IBM engineers said: "Having the right tools and infrastructure is a key factor in improving R&D efficiency. Many teams choose to follow the tried-and-true path of building traditional supercomputers for AI... We have been working on a better solutions to provide the dual benefits of high-performance computing and high-end user productivity.”
The above is the detailed content of IBM develops cloud-native AI supercomputer Vela to flexibly deploy and train tens of billions of parameter models. For more information, please follow other related articles on the PHP Chinese website!

Large language models (LLMs) have surged in popularity, with the tool-calling feature dramatically expanding their capabilities beyond simple text generation. Now, LLMs can handle complex automation tasks such as dynamic UI creation and autonomous a

Can a video game ease anxiety, build focus, or support a child with ADHD? As healthcare challenges surge globally — especially among youth — innovators are turning to an unlikely tool: video games. Now one of the world’s largest entertainment indus

“History has shown that while technological progress drives economic growth, it does not on its own ensure equitable income distribution or promote inclusive human development,” writes Rebeca Grynspan, Secretary-General of UNCTAD, in the preamble.

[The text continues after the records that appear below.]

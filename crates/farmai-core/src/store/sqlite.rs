// SQLite persistence for farms, consulting sessions and key-value state.

use std::sync::{Mutex, MutexGuard};

use anyhow::Context;
use async_trait::async_trait;
use chrono::{DateTime, NaiveDate, SecondsFormat, SubsecRound, Utc};
use rusqlite::types::Type;
use rusqlite::{params, Connection, OptionalExtension, Row};
use serde::de::DeserializeOwned;
use serde::Serialize;

use super::{FarmStore, StoreError, StoreResult};
use crate::farm::{Farm, FarmUpdate, NewFarm};
use crate::session::{ConsultingSession, NewSession, SessionStatus};

const VISIT_DATE_FORMAT: &str = "%Y-%m-%d";

const FARM_COLUMNS: &str =
    "farm_id, name, location, owner_name, size, crop, created_at, updated_at";

const SESSION_COLUMNS: &str =
    "consulting_id, farm_id, consultant_id, visit_date, status, created_at, updated_at";

/// Local SQLite database. Holds farms and sessions when the local backend
/// is selected, and always holds the per-farm key-value state.
pub struct SqliteStore {
    conn: Mutex<Connection>,
}

impl SqliteStore {
    /// Open (or create) the database at `path` and ensure all tables exist.
    /// Pass `":memory:"` for an ephemeral database.
    pub fn open(path: &str) -> anyhow::Result<Self> {
        let conn = Connection::open(path)
            .with_context(|| format!("failed to open database at {path}"))?;

        conn.execute_batch(
            "PRAGMA journal_mode = WAL;
             PRAGMA busy_timeout = 5000;
             PRAGMA foreign_keys = ON;",
        )
        .context("failed to set database pragmas")?;

        conn.execute_batch(
            "
            CREATE TABLE IF NOT EXISTS farms (
                farm_id    TEXT PRIMARY KEY,
                name       TEXT NOT NULL,
                location   TEXT NOT NULL,
                owner_name TEXT NOT NULL,
                size       REAL,
                crop       TEXT,
                created_at TEXT NOT NULL,
                updated_at TEXT NOT NULL
            );

            CREATE TABLE IF NOT EXISTS consulting_sessions (
                consulting_id TEXT PRIMARY KEY,
                farm_id       TEXT NOT NULL REFERENCES farms(farm_id) ON DELETE CASCADE,
                consultant_id TEXT,
                visit_date    TEXT NOT NULL,
                status        TEXT NOT NULL,
                created_at    TEXT NOT NULL,
                updated_at    TEXT NOT NULL
            );

            CREATE INDEX IF NOT EXISTS idx_sessions_farm ON consulting_sessions(farm_id);

            CREATE TABLE IF NOT EXISTS app_state (
                key   TEXT PRIMARY KEY,
                value TEXT NOT NULL
            );
            ",
        )
        .context("failed to create database schema")?;

        Ok(Self {
            conn: Mutex::new(conn),
        })
    }

    /// Panics if the mutex is poisoned, which only happens after another
    /// thread panicked mid-query.
    fn conn(&self) -> MutexGuard<'_, Connection> {
        self.conn.lock().expect("database mutex poisoned")
    }

    // ------------------------------------------------------------------
    // Key-value state
    // ------------------------------------------------------------------

    /// Persist a JSON value under `key`, replacing any previous value.
    pub fn save_state(&self, key: &str, value: &serde_json::Value) -> anyhow::Result<()> {
        let json = serde_json::to_string(value).context("failed to serialize state value")?;
        self.conn()
            .execute(
                "INSERT OR REPLACE INTO app_state (key, value) VALUES (?1, ?2)",
                params![key, json],
            )
            .with_context(|| format!("failed to save state `{key}`"))?;
        Ok(())
    }

    /// Load the JSON value stored under `key`, if any.
    pub fn load_state(&self, key: &str) -> anyhow::Result<Option<serde_json::Value>> {
        let raw: Option<String> = self
            .conn()
            .query_row(
                "SELECT value FROM app_state WHERE key = ?1",
                params![key],
                |row| row.get(0),
            )
            .optional()
            .with_context(|| format!("failed to load state `{key}`"))?;

        raw.map(|json| {
            serde_json::from_str(&json)
                .with_context(|| format!("state `{key}` is not valid JSON"))
        })
        .transpose()
    }

    pub fn save_json<T: Serialize>(&self, key: &str, value: &T) -> anyhow::Result<()> {
        let value = serde_json::to_value(value)
            .with_context(|| format!("failed to serialize state `{key}`"))?;
        self.save_state(key, &value)
    }

    pub fn load_json<T: DeserializeOwned>(&self, key: &str) -> anyhow::Result<Option<T>> {
        self.load_state(key)?
            .map(|value| {
                serde_json::from_value(value)
                    .with_context(|| format!("state `{key}` has an unexpected shape"))
            })
            .transpose()
    }

    /// Remove the given keys in one transaction. Missing keys are ignored.
    pub fn delete_state(&self, keys: &[String]) -> anyhow::Result<()> {
        let mut conn = self.conn();
        let tx = conn.transaction().context("failed to begin transaction")?;
        for key in keys {
            tx.execute("DELETE FROM app_state WHERE key = ?1", params![key])
                .with_context(|| format!("failed to delete state `{key}`"))?;
        }
        tx.commit().context("failed to commit state deletion")?;
        Ok(())
    }

    // ------------------------------------------------------------------
    // Row helpers
    // ------------------------------------------------------------------

    fn fetch_farm(conn: &Connection, farm_id: &str) -> StoreResult<Option<Farm>> {
        let farm = conn
            .query_row(
                &format!("SELECT {FARM_COLUMNS} FROM farms WHERE farm_id = ?1"),
                params![farm_id],
                farm_from_row,
            )
            .optional()
            .context("failed to query farm")?;
        Ok(farm)
    }

    fn fetch_session(
        conn: &Connection,
        consulting_id: &str,
    ) -> StoreResult<Option<ConsultingSession>> {
        let session = conn
            .query_row(
                &format!("SELECT {SESSION_COLUMNS} FROM consulting_sessions WHERE consulting_id = ?1"),
                params![consulting_id],
                session_from_row,
            )
            .optional()
            .context("failed to query consulting session")?;
        Ok(session)
    }
}

/// Current time at the precision the database keeps.
fn now() -> DateTime<Utc> {
    Utc::now().trunc_subsecs(6)
}

fn format_ts(ts: &DateTime<Utc>) -> String {
    ts.to_rfc3339_opts(SecondsFormat::Micros, true)
}

fn conversion_error(
    idx: usize,
    err: impl std::error::Error + Send + Sync + 'static,
) -> rusqlite::Error {
    rusqlite::Error::FromSqlConversionFailure(idx, Type::Text, Box::new(err))
}

fn ts_column(row: &Row<'_>, idx: usize) -> rusqlite::Result<DateTime<Utc>> {
    let raw: String = row.get(idx)?;
    DateTime::parse_from_rfc3339(&raw)
        .map(|dt| dt.with_timezone(&Utc))
        .map_err(|e| conversion_error(idx, e))
}

fn farm_from_row(row: &Row<'_>) -> rusqlite::Result<Farm> {
    Ok(Farm {
        farm_id: row.get(0)?,
        name: row.get(1)?,
        location: row.get(2)?,
        owner_name: row.get(3)?,
        size: row.get(4)?,
        crop: row.get(5)?,
        created_at: ts_column(row, 6)?,
        updated_at: ts_column(row, 7)?,
    })
}

fn session_from_row(row: &Row<'_>) -> rusqlite::Result<ConsultingSession> {
    let visit_raw: String = row.get(3)?;
    let visit_date = NaiveDate::parse_from_str(&visit_raw, VISIT_DATE_FORMAT)
        .map_err(|e| conversion_error(3, e))?;
    let status_raw: String = row.get(4)?;
    let status = status_raw
        .parse::<SessionStatus>()
        .map_err(|e| conversion_error(4, e))?;

    Ok(ConsultingSession {
        consulting_id: row.get(0)?,
        farm_id: row.get(1)?,
        consultant_id: row.get(2)?,
        visit_date,
        status,
        created_at: ts_column(row, 5)?,
        updated_at: ts_column(row, 6)?,
    })
}

// ---------------------------------------------------------------------------
// FarmStore
// ---------------------------------------------------------------------------

#[async_trait]
impl FarmStore for SqliteStore {
    fn backend_name(&self) -> &'static str {
        "sqlite"
    }

    async fn list_farms(&self) -> StoreResult<Vec<Farm>> {
        let conn = self.conn();
        let mut stmt = conn
            .prepare(&format!(
                "SELECT {FARM_COLUMNS} FROM farms ORDER BY created_at DESC, rowid DESC"
            ))
            .context("failed to prepare list_farms query")?;
        let farms = stmt
            .query_map([], farm_from_row)
            .context("failed to query farms")?
            .collect::<Result<Vec<_>, _>>()
            .context("failed to map farm rows")?;
        Ok(farms)
    }

    async fn get_farm(&self, farm_id: &str) -> StoreResult<Option<Farm>> {
        Self::fetch_farm(&self.conn(), farm_id)
    }

    async fn create_farm(&self, input: NewFarm) -> StoreResult<Farm> {
        input.validate()?;
        let farm = input.into_farm(now());
        self.conn()
            .execute(
                &format!("INSERT INTO farms ({FARM_COLUMNS}) VALUES (?1, ?2, ?3, ?4, ?5, ?6, ?7, ?8)"),
                params![
                    farm.farm_id,
                    farm.name,
                    farm.location,
                    farm.owner_name,
                    farm.size,
                    farm.crop,
                    format_ts(&farm.created_at),
                    format_ts(&farm.updated_at),
                ],
            )
            .context("failed to insert farm")?;
        Ok(farm)
    }

    async fn update_farm(&self, update: FarmUpdate) -> StoreResult<Farm> {
        update.validate()?;
        let mut conn = self.conn();
        let tx = conn.transaction().context("failed to begin transaction")?;

        let mut farm = Self::fetch_farm(&tx, &update.farm_id)?
            .ok_or_else(|| StoreError::farm_not_found(&update.farm_id))?;
        update.apply(&mut farm, now());

        tx.execute(
            "UPDATE farms
             SET name = ?2, location = ?3, owner_name = ?4, size = ?5, crop = ?6, updated_at = ?7
             WHERE farm_id = ?1",
            params![
                farm.farm_id,
                farm.name,
                farm.location,
                farm.owner_name,
                farm.size,
                farm.crop,
                format_ts(&farm.updated_at),
            ],
        )
        .context("failed to update farm")?;
        tx.commit().context("failed to commit farm update")?;
        Ok(farm)
    }

    async fn delete_farm(&self, farm_id: &str) -> StoreResult<()> {
        let deleted = self
            .conn()
            .execute("DELETE FROM farms WHERE farm_id = ?1", params![farm_id])
            .context("failed to delete farm")?;
        if deleted == 0 {
            return Err(StoreError::farm_not_found(farm_id));
        }
        Ok(())
    }

    async fn list_sessions(&self, farm_id: &str) -> StoreResult<Vec<ConsultingSession>> {
        let conn = self.conn();
        let mut stmt = conn
            .prepare(&format!(
                "SELECT {SESSION_COLUMNS} FROM consulting_sessions
                 WHERE farm_id = ?1
                 ORDER BY visit_date DESC, created_at DESC, rowid DESC"
            ))
            .context("failed to prepare list_sessions query")?;
        let sessions = stmt
            .query_map(params![farm_id], session_from_row)
            .context("failed to query consulting sessions")?
            .collect::<Result<Vec<_>, _>>()
            .context("failed to map consulting session rows")?;
        Ok(sessions)
    }

    async fn create_session(&self, input: NewSession) -> StoreResult<ConsultingSession> {
        input.validate()?;
        let conn = self.conn();
        if Self::fetch_farm(&conn, &input.farm_id)?.is_none() {
            return Err(StoreError::farm_not_found(&input.farm_id));
        }

        let session = input.into_session(now());
        conn.execute(
            &format!(
                "INSERT INTO consulting_sessions ({SESSION_COLUMNS}) VALUES (?1, ?2, ?3, ?4, ?5, ?6, ?7)"
            ),
            params![
                session.consulting_id,
                session.farm_id,
                session.consultant_id,
                session.visit_date.format(VISIT_DATE_FORMAT).to_string(),
                session.status.as_str(),
                format_ts(&session.created_at),
                format_ts(&session.updated_at),
            ],
        )
        .context("failed to insert consulting session")?;
        Ok(session)
    }

    async fn update_session_status(
        &self,
        consulting_id: &str,
        status: SessionStatus,
    ) -> StoreResult<ConsultingSession> {
        let conn = self.conn();
        let updated = conn
            .execute(
                "UPDATE consulting_sessions SET status = ?2, updated_at = ?3 WHERE consulting_id = ?1",
                params![consulting_id, status.as_str(), format_ts(&now())],
            )
            .context("failed to update consulting session")?;
        if updated == 0 {
            return Err(StoreError::session_not_found(consulting_id));
        }
        Self::fetch_session(&conn, consulting_id)?
            .ok_or_else(|| StoreError::session_not_found(consulting_id))
    }

    async fn delete_session(&self, consulting_id: &str) -> StoreResult<()> {
        let deleted = self
            .conn()
            .execute(
                "DELETE FROM consulting_sessions WHERE consulting_id = ?1",
                params![consulting_id],
            )
            .context("failed to delete consulting session")?;
        if deleted == 0 {
            return Err(StoreError::session_not_found(consulting_id));
        }
        Ok(())
    }
}

// ---------------------------------------------------------------------------
// Tests
// ---------------------------------------------------------------------------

Easy-peasy, use generative AI as your negotiation tutor and sparring partner. Let’s talk about it. This analysis of an innovative AI breakthrough is part of my ongoing Forbes column coverage on the latest in AI, including identifying and explaining

The TED2025 Conference, held in Vancouver, wrapped its 36th edition yesterday, April 11. It featured 80 speakers from more than 60 countries, including Sam Altman, Eric Schmidt, and Palmer Luckey. TED’s theme, “humanity reimagined,” was tailor made

Joseph Stiglitz is renowned economist and recipient of the Nobel Prize in Economics in 2001. Stiglitz posits that AI can worsen existing inequalities and consolidated power in the hands of a few dominant corporations, ultimately undermining economic

Graph Databases: Revolutionizing Data Management Through Relationships As data expands and its characteristics evolve across various fields, graph databases are emerging as transformative solutions for managing interconnected data. Unlike traditional

Large Language Model (LLM) Routing: Optimizing Performance Through Intelligent Task Distribution The rapidly evolving landscape of LLMs presents a diverse range of models, each with unique strengths and weaknesses. Some excel at creative content gen


Hot AI Tools

Undresser.AI Undress
AI-powered app for creating realistic nude photos

AI Clothes Remover
Online AI tool for removing clothes from photos.

Undress AI Tool
Undress images for free

Clothoff.io
AI clothes remover

AI Hentai Generator
Generate AI Hentai for free.

Hot Article

Hot Tools

Safe Exam Browser
Safe Exam Browser is a secure browser environment for taking online exams securely. This software turns any computer into a secure workstation. It controls access to any utility and prevents students from using unauthorized resources.

EditPlus Chinese cracked version
Small size, syntax highlighting, does not support code prompt function

DVWA
Damn Vulnerable Web App (DVWA) is a PHP/MySQL web application that is very vulnerable. Its main goals are to be an aid for security professionals to test their skills and tools in a legal environment, to help web developers better understand the process of securing web applications, and to help teachers/students teach/learn in a classroom environment Web application security. The goal of DVWA is to practice some of the most common web vulnerabilities through a simple and straightforward interface, with varying degrees of difficulty. Please note that this software

Dreamweaver CS6
Visual web development tools

SAP NetWeaver Server Adapter for Eclipse
Integrate Eclipse with SAP NetWeaver application server.